Since 65 percent of the students attend state colleges on a part-time basis, each of the “full-time equivalents,” or FTEs, represents about 2.5 students, making the actual head count around 800,000 students.

Florida State College at Jacksonville has the largest projected decline for this year based on the new estimate. The school will lose more than 1,862 FTEs, or a decline of 9.8 percent from the prior year, when 18,908 students were enrolled.

FSCJ officials cited the impact of Irma, which caused extensive flooding in Duval County, as one of the factors in the decline, as well as the implementation of a new software system on campus.

Florida Keys Community College, the smallest school in the system, reported a significant hurricane impact, with Irma striking the Keys as a Category 4 storm with 130 mph winds in September.

Florida Keys originally projected an enrollment of 744 FTEs this year. But analysts readjusted the projected enrollment to 721 students, a 3 percent decline.

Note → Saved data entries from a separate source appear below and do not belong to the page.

//! `nutriguide status` command: summarize stored state.

use anyhow::{Context, Result};

use nutriguide_core::views::{first_name, format_amount};

use crate::config::NutriConfig;

/// Run the status command.
///
/// Reads the slots directly and never contacts the generation service.
pub fn run_status(config: &NutriConfig) -> Result<()> {
    let state = config
        .slots()?
        .load_all()
        .context("failed to read stored data (run `nutriguide reset --yes` to start over)")?;

    println!("Data directory: {}", config.store.data_dir.display());
    println!("Model: {}", config.model);
    println!(
        "API key: {}",
        if config.api_key.is_some() { "configured" } else { "missing" }
    );
    println!();

    let Some(profile) = &state.profile else {
        println!("Profile: none");
        println!();
        println!("Next: run `nutriguide onboard` to create your profile.");
        return Ok(());
    };
    println!("Profile: {} ({}, {})", first_name(&profile.name), profile.goal, profile.activity_level);

    match &state.meal_plan {
        Some(plan) => println!("Meal plan: {} days", plan.len()),
        None => println!("Meal plan: missing"),
    }
    match &state.guidelines {
        Some(g) => println!("Guidelines: {} kcal/day", format_amount(g.daily_calories)),
        None => println!("Guidelines: missing"),
    }
    match state.history.first() {
        Some(latest) => println!(
            "Check-ins: {} (latest {} at {} kg)",
            state.history.len(),
            latest.date,
            format_amount(latest.weight)
        ),
        None => println!("Check-ins: none"),
    }

    if state.meal_plan.is_none() || state.guidelines.is_none() {
        println!();
        println!("Next: run `nutriguide generate` to create your plan.");
    }
    Ok(())
}
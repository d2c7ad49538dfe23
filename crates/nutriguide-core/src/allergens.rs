//! Allergen cross-check between a profile and a generated plan.
//!
//! The model is asked to respect allergies but nothing guarantees it did.
//! This scan reports meals whose name or ingredients mention an allergy so
//! the views can flag them. Matches are warnings, never grounds to reject a
//! plan.

use nutriguide_store::models::{DailyPlan, MealSlot};

/// A meal that mentions one of the user's allergies.
#[derive(Debug, Clone, PartialEq, Eq)]
pub struct AllergenConflict {
    pub day: String,
    pub slot: MealSlot,
    pub meal: String,
    pub allergen: String,
}

impl std::fmt::Display for AllergenConflict {
    fn fmt(&self, f: &mut std::fmt::Formatter<'_>) -> std::fmt::Result {
        write!(
            f,
            "{} {}: {} may contain {}",
            self.day, self.slot, self.meal, self.allergen
        )
    }
}

/// Lowercased search terms for one allergy: the entry itself plus its
/// singular form ("peanuts" also matches "peanut butter").
fn search_terms(allergen: &str) -> Vec<String> {
    let lower = allergen.trim().to_lowercase();
    let mut terms = vec![lower.clone()];
    if let Some(singular) = lower.strip_suffix('s') {
        if singular.len() >= 3 {
            terms.push(singular.to_string());
        }
    }
    terms
}

/// Scan every meal of `plan` against `allergies` (case-insensitive).
///
/// Reports at most one conflict per meal and allergy. Blank allergy entries
/// are ignored.
pub fn find_conflicts(plan: &[DailyPlan], allergies: &[String]) -> Vec<AllergenConflict> {
    let allergies: Vec<(&str, Vec<String>)> = allergies
        .iter()
        .map(|a| a.trim())
        .filter(|a| !a.is_empty())
        .map(|a| (a, search_terms(a)))
        .collect();
    if allergies.is_empty() {
        return Vec::new();
    }

    let mut conflicts = Vec::new();
    for day in plan {
        for (slot, meal) in day.meals() {
            let haystacks: Vec<String> = std::iter::once(meal.name.as_str())
                .chain(meal.ingredients.iter().map(String::as_str))
                .map(str::to_lowercase)
                .collect();

            for (allergen, terms) in &allergies {
                let hit = terms
                    .iter()
                    .any(|term| haystacks.iter().any(|h| h.contains(term.as_str())));
                if hit {
                    conflicts.push(AllergenConflict {
                        day: day.day.clone(),
                        slot,
                        meal: meal.name.clone(),
                        allergen: (*allergen).to_string(),
                    });
                }
            }
        }
    }
    conflicts
}

#[cfg(test)]
mod tests {
    use super::*;
    use nutriguide_store::models::Meal;

    fn meal(name: &str, ingredients: &[&str]) -> Meal {
        Meal {
            name: name.to_string(),
            ingredients: ingredients.iter().map(|s| s.to_string()).collect(),
            instructions: String::new(),
            calories: 100.0,
            protein: 1.0,
            carbs: 1.0,
            fat: 1.0,
        }
    }

    fn day() -> DailyPlan {
        DailyPlan {
            day: "Day 1".to_string(),
            breakfast: meal("Toast with Peanut Butter", &["bread", "peanut butter"]),
            lunch: meal("Shrimp Salad", &["Shrimp", "lettuce"]),
            dinner: meal("Lentil Soup", &["lentils", "carrot"]),
            snack: meal("Apple", &["apple"]),
            total_calories: 400.0,
        }
    }

    #[test]
    fn plural_allergy_matches_singular_ingredient() {
        let conflicts = find_conflicts(&[day()], &["Peanuts".to_string()]);
        assert_eq!(conflicts.len(), 1);
        assert_eq!(conflicts[0].slot, MealSlot::Breakfast);
        assert_eq!(conflicts[0].allergen, "Peanuts");
    }

    #[test]
    fn match_is_case_insensitive_and_once_per_meal() {
        let conflicts = find_conflicts(&[day()], &["shrimp".to_string()]);
        assert_eq!(conflicts.len(), 1, "name and ingredient hit the same meal");
        assert_eq!(
            conflicts[0].to_string(),
            "Day 1 Lunch: Shrimp Salad may contain shrimp"
        );
    }

    #[test]
    fn blank_allergies_find_nothing() {
        assert!(find_conflicts(&[day()], &["".to_string(), "  ".to_string()]).is_empty());
        assert!(find_conflicts(&[day()], &[]).is_empty());
    }

    #[test]
    fn short_stems_are_not_used() {
        assert_eq!(search_terms("oats").len(), 2);
        assert_eq!(search_terms("ots"), vec!["ots".to_string()]);
        assert_eq!(search_terms("eggs"), vec!["eggs".to_string(), "egg".to_string()]);
    }
}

In a report to the Division of Florida Colleges, Florida Keys officials said the reduction was justified.

“After Hurricane Wilma in 2005, the college experienced a 20 percent drop enrollment,” the report said. “While we do not anticipate the impact of Hurricane Irma to be as severe as with Wilma, it is prudent to note that direct hit hurricanes on our service area create a decrease in enrollment.”

School officials said Irma has disrupted the population in the Keys, including damaging more than 10,000 homes.

“The full effect on spring enrollment is unknown,” the school said. “The college and the citizens of Monroe County are known for their resilient spirit and `can do' attitude. We will work through this unfortunate catastrophe but we cannot ignore that it happened.”

If Florida Keys can maintain an enrollment of 721 FTEs this year, the decline may not be too severe, since that is the same number of students who were enrolled at the school at the end of the last academic year on June 30, according to state data.

School officials said Irma closed the campus for a 10-day period in September and disrupted “normal college operations,” including a registration period for a 12-week session that began Sept. 18.

The new software system had some implementation difficulties that affected “student registration functionality,” school officials said.

“Many of these issues have been mitigated for future terms,” FSCJ said in a report to the state. “However, we do expect to see a decline for college credit. FSCJ is optimistic that a new marketing campaign as well as organized strategic enrollment management efforts will bring greater enrollments in spring 2018.”

Enrollment fluctuations are common for state colleges. When the economy is strong, fewer students tend to enroll or fewer enroll full time because they have more job opportunities. When unemployment rises, more students enroll, looking to improve their skills or academic credentials to find jobs.

Polk State College cited that trend as the new projection shows the school losing 226 FTEs in the current year, down 3.4 percent from last year's 6,582 students.

“Due to the ongoing economic recovery in the area served by the college, student enrollment is projected to decline slightly as our target student demographic increasingly chooses full-time employment over full-time higher education,” the school said.

Since an enrollment peak of 375,292 FTEs in the 2010-11 academic year, the overall college system enrollment has declined 14.5 percent or 54,601 fewer FTEs, the state data showed.

The new college enrollment estimate was made by analysts from the House, Senate, governor's office, the Department of Education and the Office of Economic and Demographic Research.